Tuesday, April 06, 2010

What's cookin'? An opinion letter lacks an opinion

Companies hire independent auditors to examine their financial records as a safeguard against errors and outright embezzlement. They're paid large fees for so-called opinion letters, assuring shareholders everything's up to snuff -- or, in rare cases, alerting investors when there's a problem.

Gannett uses one of the biggest, Ernst & Young. Last year, GCI paid Ernst $4.9 million to audit the company's books, and $40,000 to audit the employee's pension plan, public documents show. The firm is among 24 companies Gannett paid a combined $13.1 million in 2008, the most recent year available, to help run the Gannett Retirement Plan.

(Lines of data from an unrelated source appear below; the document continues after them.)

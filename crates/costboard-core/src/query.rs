//! Report query strings and API paths
//!
//! Queries are flat bracketed keys (`filter[resolution]=daily`,
//! `group_by[cluster]=*`). Keys render in a fixed order so the same query
//! always produces the same string, which callers use as a cache key.

use chrono::NaiveDate;
use std::borrow::Cow;
use std::collections::BTreeMap;
use std::fmt;

use costboard_types::{AccessType, ProviderType, ReportPeriod, ReportType};

/// Value for an unrestricted group-by
pub const GROUP_BY_ALL: &str = "*";

/// Sort direction for `order_by[...]`
#[derive(Debug, Clone, Copy, PartialEq, Eq, Hash)]
pub enum SortOrder {
    Asc,
    Desc,
}

impl SortOrder {
    pub fn as_str(&self) -> &'static str {
        match self {
            SortOrder::Asc => "asc",
            SortOrder::Desc => "desc",
        }
    }
}

/// Builder for a report query string
#[derive(Debug, Clone, Default, PartialEq, Eq)]
pub struct ReportQuery {
    pub filter: BTreeMap<String, String>,
    pub group_by: BTreeMap<String, String>,
    pub order_by: BTreeMap<String, SortOrder>,
    pub start_date: Option<NaiveDate>,
    pub end_date: Option<NaiveDate>,
    pub limit: Option<u64>,
    pub offset: Option<u64>,
}

impl ReportQuery {
    pub fn new() -> Self {
        Self::default()
    }

    /// Group by `key`, all values
    pub fn group_by(mut self, key: impl Into<String>) -> Self {
        self.group_by.insert(key.into(), GROUP_BY_ALL.to_string());
        self
    }

    /// Group by `key`, restricted to `value`
    pub fn group_by_value(mut self, key: impl Into<String>, value: impl Into<String>) -> Self {
        self.group_by.insert(key.into(), value.into());
        self
    }

    pub fn order_by(mut self, key: impl Into<String>, order: SortOrder) -> Self {
        self.order_by.insert(key.into(), order);
        self
    }

    pub fn filter(mut self, key: impl Into<String>, value: impl Into<String>) -> Self {
        self.filter.insert(key.into(), value.into());
        self
    }

    /// Daily resolution
    pub fn daily(self) -> Self {
        self.filter("resolution", "daily")
    }

    /// Monthly resolution
    pub fn monthly(self) -> Self {
        self.filter("resolution", "monthly")
    }

    /// Daily data for the current (`-1`) or previous (`-2`) month
    pub fn for_period(self, period: ReportPeriod) -> Self {
        let value = match period {
            ReportPeriod::Current => "-1",
            ReportPeriod::Previous => "-2",
        };
        self.filter("time_scope_units", "month")
            .filter("time_scope_value", value)
            .daily()
    }

    /// Explicit date window, inclusive on both ends
    pub fn date_range(mut self, start: NaiveDate, end: NaiveDate) -> Self {
        self.start_date = Some(start);
        self.end_date = Some(end);
        self
    }

    pub fn limit(mut self, limit: u64) -> Self {
        self.limit = Some(limit);
        self
    }

    pub fn offset(mut self, offset: u64) -> Self {
        self.offset = Some(offset);
        self
    }

    /// Render as a query string (no leading `?`)
    ///
    /// Order: `filter`, `group_by`, `order_by`, dates, `limit`, `offset`;
    /// bracketed keys sorted within their family.
    pub fn to_query_string(&self) -> String {
        let mut parts: Vec<String> = Vec::new();

        for (key, value) in &self.filter {
            parts.push(format!("filter[{}]={}", encode(key), encode(value)));
        }
        for (key, value) in &self.group_by {
            parts.push(format!("group_by[{}]={}", encode(key), encode(value)));
        }
        for (key, order) in &self.order_by {
            parts.push(format!("order_by[{}]={}", encode(key), order.as_str()));
        }
        if let Some(start) = self.start_date {
            parts.push(format!("start_date={}", start.format("%Y-%m-%d")));
        }
        if let Some(end) = self.end_date {
            parts.push(format!("end_date={}", end.format("%Y-%m-%d")));
        }
        if let Some(limit) = self.limit {
            parts.push(format!("limit={limit}"));
        }
        if let Some(offset) = self.offset {
            parts.push(format!("offset={offset}"));
        }

        parts.join("&")
    }
}

impl fmt::Display for ReportQuery {
    fn fmt(&self, f: &mut fmt::Formatter<'_>) -> fmt::Result {
        f.write_str(&self.to_query_string())
    }
}

/// Percent-encode a bracket key or value; the group-by wildcard stays bare
fn encode(raw: &str) -> Cow<'_, str> {
    if raw == GROUP_BY_ALL {
        Cow::Borrowed(GROUP_BY_ALL)
    } else {
        urlencoding::encode(raw)
    }
}

fn with_query(base: String, query: &str) -> String {
    if query.is_empty() {
        base
    } else {
        format!("{base}?{query}")
    }
}

/// `reports/{provider}/{metricGroup}/?{query}`
pub fn report_path(provider: ProviderType, report_type: ReportType, query: &str) -> String {
    with_query(
        format!(
            "reports/{}/{}/",
            provider.api_segment(),
            report_type.path_segment()
        ),
        query,
    )
}

/// `tags/{provider}/?{query}`
pub fn tag_path(provider: ProviderType, query: &str) -> String {
    with_query(format!("tags/{}/", provider.api_segment()), query)
}

/// Query for one user-access lookup, e.g. `type=gcp&beta=true`
pub fn user_access_query(kind: AccessType, beta: bool) -> String {
    if beta {
        format!("type={kind}&beta=true")
    } else {
        format!("type={kind}")
    }
}

/// `user-access/?{query}`
pub fn user_access_path(query: &str) -> String {
    with_query("user-access/".to_string(), query)
}
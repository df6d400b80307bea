//! costboard-types - Shared data types for costboard
//!
//! This crate contains pure data structures without heavy dependencies.
//! No tokio, no async runtime - just serde-serializable types.
//!
//! Used by:
//! - costboard-core (aggregation and access decisions)
//! - costboard (command-line front end)
//! - any rendering layer that consumes the view-models

pub mod analytics;
pub mod models;

// Re-export analytics types
pub use analytics::{
    AxisValue, BreakdownKind, BreakdownSlice, ChartType, ReportPeriod, Series, SeriesPoint,
    TopItem, TopItems, TrendPoint,
};

// Re-export model types
pub use models::{
    AccessDecision, AccessType, CostTotal, EntitlementRecord, EntitlementStatus, MetricKey,
    MetricValue, Pagination, ProviderType, RawReport, ReportMeta, ReportRow, ReportTotal,
    ReportType, UnknownVariant, UserAccess, UserAccessData, DEFAULT_UNITS,
};
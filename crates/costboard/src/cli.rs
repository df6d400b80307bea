//! Input loading and table rendering for the CLI commands

use anyhow::{Context, Result};
use comfy_table::{Cell, Color, ContentArrangement, Table};
use costboard_core::{merge_pages, EntitlementFetcher};
use costboard_types::{
    AccessType, BreakdownSlice, EntitlementRecord, RawReport, Series, TopItems, TrendPoint,
    UserAccess, UserAccessData,
};
use serde::Serialize;
use std::io::Read;
use std::path::{Path, PathBuf};

// ============================================================================
// Input
// ============================================================================

/// Read a file, or stdin for `-`
fn read_input(path: &Path) -> Result<String> {
    if path == Path::new("-") {
        let mut content = String::new();
        std::io::stdin()
            .read_to_string(&mut content)
            .context("Failed to read stdin")?;
        return Ok(content);
    }
    std::fs::read_to_string(path).with_context(|| format!("Failed to read {}", path.display()))
}

/// Load one report, merging several files as successive pages
pub fn load_report(paths: &[PathBuf]) -> Result<RawReport> {
    let pages = paths
        .iter()
        .map(|path| {
            let content = read_input(path)?;
            serde_json::from_str::<RawReport>(&content)
                .with_context(|| format!("Invalid report payload in {}", path.display()))
        })
        .collect::<Result<Vec<_>>>()?;

    tracing::debug!(pages = pages.len(), "Loaded report pages");
    Ok(merge_pages(pages))
}

/// Load an entitlement list
///
/// Accepts a user-access body (`{"data": [...]}` or `{"data": true}`) or a
/// bare array of records.
pub fn load_entitlements_file(path: &Path) -> Result<Vec<EntitlementRecord>> {
    let content = read_input(path)?;
    if let Ok(records) = serde_json::from_str::<Vec<EntitlementRecord>>(&content) {
        return Ok(records);
    }
    let access: UserAccess = serde_json::from_str(&content)
        .with_context(|| format!("Invalid user-access payload in {}", path.display()))?;
    Ok(match access.data {
        UserAccessData::Records(records) => records,
        UserAccessData::Flag(flag) => vec![EntitlementRecord::flag(flag)],
    })
}

/// User-access payloads saved as `<dir>/{all,gcp,ibm}.json`
///
/// A missing or unreadable file stands in for a failed query.
pub struct DirAccess {
    dir: PathBuf,
}

impl DirAccess {
    pub fn new(dir: impl Into<PathBuf>) -> Self {
        Self { dir: dir.into() }
    }
}

impl EntitlementFetcher for DirAccess {
    async fn fetch_user_access(&self, kind: AccessType, query: &str) -> Result<UserAccess> {
        let path = self.dir.join(format!("{kind}.json"));
        tracing::debug!(path = %path.display(), query, "Reading user-access payload");
        let content = std::fs::read_to_string(&path)
            .with_context(|| format!("Failed to read {}", path.display()))?;
        serde_json::from_str(&content)
            .with_context(|| format!("Invalid user-access payload in {}", path.display()))
    }
}

/// Parse `key=value`
pub fn parse_key_value(s: &str) -> Result<(String, String), String> {
    let (key, value) = s
        .split_once('=')
        .ok_or_else(|| format!("expected key=value, got '{s}'"))?;
    if key.is_empty() {
        return Err(format!("empty key in '{s}'"));
    }
    Ok((key.to_string(), value.to_string()))
}

// ============================================================================
// Output
// ============================================================================

pub fn to_json<T: Serialize>(value: &T) -> Result<String> {
    serde_json::to_string_pretty(value).context("Failed to serialize output")
}

fn new_table(headers: &[&str], no_color: bool) -> Table {
    let mut table = Table::new();
    table.set_content_arrangement(ContentArrangement::Dynamic);
    if no_color {
        table.set_header(headers.to_vec());
    } else {
        table.set_header(
            headers
                .iter()
                .map(|h| Cell::new(h).fg(Color::Cyan))
                .collect::<Vec<_>>(),
        );
    }
    table
}

fn format_amount(value: f64) -> String {
    format!("{value:.2}")
}

fn format_optional(value: Option<f64>) -> String {
    value.map(format_amount).unwrap_or_else(|| "-".to_string())
}

fn format_share(share: f64) -> String {
    format!("{:.1}%", share * 100.0)
}

pub fn format_series_table(series: &Series, no_color: bool) -> String {
    let value_header = format!("{} ({})", series.metric, series.units);
    let mut table = new_table(&["Key", value_header.as_str()], no_color);
    for point in series {
        table.add_row(vec![point.x.to_string(), format_amount(point.y)]);
    }
    table.add_row(vec!["Total".to_string(), format_amount(series.total())]);
    table.to_string()
}

pub fn format_trend_table(points: &[TrendPoint], no_color: bool) -> String {
    let mut table = new_table(&["Day", "Current", "Previous", "Change"], no_color);
    for point in points {
        let change = point
            .percent_change()
            .map(|p| format!("{p:+.1}%"))
            .unwrap_or_else(|| "-".to_string());
        table.add_row(vec![
            point.offset.to_string(),
            format_optional(point.current),
            format_optional(point.previous),
            change,
        ]);
    }
    table.to_string()
}

pub fn format_top_table(top: &TopItems, no_color: bool) -> String {
    let value_header = format!("{} ({})", top.metric, top.units);
    let mut table = new_table(
        &[top.group_key.as_str(), value_header.as_str(), "Share"],
        no_color,
    );
    for item in top.items.iter().chain(top.others.iter()) {
        table.add_row(vec![
            item.label.clone(),
            format_amount(item.value),
            format_share(item.share),
        ]);
    }
    table.add_row(vec![
        "Total".to_string(),
        format_amount(top.total),
        String::new(),
    ]);
    table.to_string()
}

pub fn format_breakdown_table(slices: &[BreakdownSlice], no_color: bool) -> String {
    let mut table = new_table(&["Component", "Value", "Units"], no_color);
    for slice in slices {
        table.add_row(vec![
            slice.kind.label().to_string(),
            format_amount(slice.value),
            slice.units.clone(),
        ]);
    }
    table.to_string()
}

What puzzles me, however, are what appear to be differences in the letters Ernst issued to Corporate for the company's books, and for the retirement plan. The letter for the company offers a firmly-worded opinion; the one for the plan is far more qualified. Following are the relevant passages.

From the 2009 Annual Report to shareholders, concerning Gannett itself:

"In our opinion, the financial statements referred to above present fairly, in all material respects, the consolidated financial position of Gannett Co., at Dec. 27, 2009, and Dec. 28, 2008, and the consolidated results of its operations and its cash flows for each of the three fiscal years in the period ended Dec. 27, 2009, in conformity with U.S. generally accepted accounting principles."

From the 2008 annual pension report to the U.S. Labor Department (link unavailable because the report's not online):

"Because of the significance of the information that we did not audit, we are unable to, and do not, express an opinion on the accompanying financial statements and supplemental schedules taken as a whole. The form and content of the information included in the financial statements and schedules, other than that derived from the investment information certified by the trustee, have been audited by us in accordance with auditing standards generally accepted in the United States and, in our opinion, are presented in compliance with the Department of Labor's Rules and Regulations for Reporting and Disclosure under the Employee Retirement Income Security Act of 1974."

Maybe there's a nuance here that I'm missing. Are there any financial experts out there who can explain? Please post your replies in the comments section, below. To e-mail confidentially, write jimhopkins[at]gmail[dot-com]; see Tipsters Anonymous Policy in the rail, upper right.

4 comments:

  1. It reflects how GCI has been screwing around with putting money aside for pensions. Gracia has talked about this in meetings with analysts and because of the recession, I suspect GCI has been holding back payments. For auditors, that is pretty negative stuff.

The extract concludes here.